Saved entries
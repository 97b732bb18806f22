#[macro_use]
extern crate tracing;

pub mod api;
pub mod archive;
pub mod batch;
pub mod callback;
pub mod config;
pub mod convert;
pub mod listener;
pub mod log;
pub mod oneshot;
pub mod platform;
pub mod preprocess;
pub mod runtime;
pub mod service;
pub mod tensorboard;
pub mod train;
pub mod transport;

use std::sync::Arc;

use tokio::sync::mpsc;

use crate::config::Conf;
use crate::runtime::RuntimeHandle;
use crate::transport::InvokeMessage;

pub const PROXY_VERSION: &str = env!("CARGO_PKG_VERSION");

/// Capacity of the request queue feeding the IPC transport loop.
///
/// Large enough that bursts of async acceptances never block the HTTP
/// handlers, while still bounding memory if the runtime stalls.
pub const REQUEST_QUEUE_CAPACITY: usize = 10_000;

/// Shared state handed to the HTTP front door.
#[derive(Clone)]
pub struct ProxyState {
    pub conf: Arc<Conf>,
    pub runtime: RuntimeHandle,
    pub requests: mpsc::Sender<InvokeMessage>,
}
//! Framed manifest protocol spoken with the model runtime process.
//!
//! ```text
//! |--------------------------------------------------------------|---------------|
//! | Header                                                       | Body          |
//! |--------------------------------------------------------------|---------------|
//! | MAGIC              | VERSION (byte) | LENGTH of body (u32 BE)| JSON (string) |
//! |--------------------|----------------|------------------------|---------------|
//! | 0xAB | 0xE9 | 0xA0 | 0x01           | (4 bytes)              | ...           |
//! |--------------------|----------------|------------------------|---------------|
//! ```
//!
//! Messages strictly alternate request/response on a single connection;
//! there is no pipelining.

mod codec;
mod manifest;

pub use codec::{HEADER_SIZE, MAGIC, PROTOCOL_VERSION, decode_header, encode_header, read_message, write_message};
pub use manifest::{Content, HeaderEntry, RequestManifest, ResponseManifest};

#[derive(Debug, thiserror::Error)]
pub enum IpcError {
    #[error("bad magic bytes: {found:02X?}")]
    BadMagic { found: [u8; 3] },
    #[error("unsupported protocol version: {0}")]
    UnsupportedVersion(u8),
    #[error("I/O error on runtime socket")]
    Io(#[from] std::io::Error),
    #[error("malformed manifest body")]
    Decode(#[from] serde_json::Error),
}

• **EXERCISE AIM**: Copy each line of the records above that carries the word "crate".

• **YOUR SOLUTION**:
extern crate tracing;
use crate::config::Conf;
use crate::runtime::RuntimeHandle;
use crate::transport::InvokeMessage;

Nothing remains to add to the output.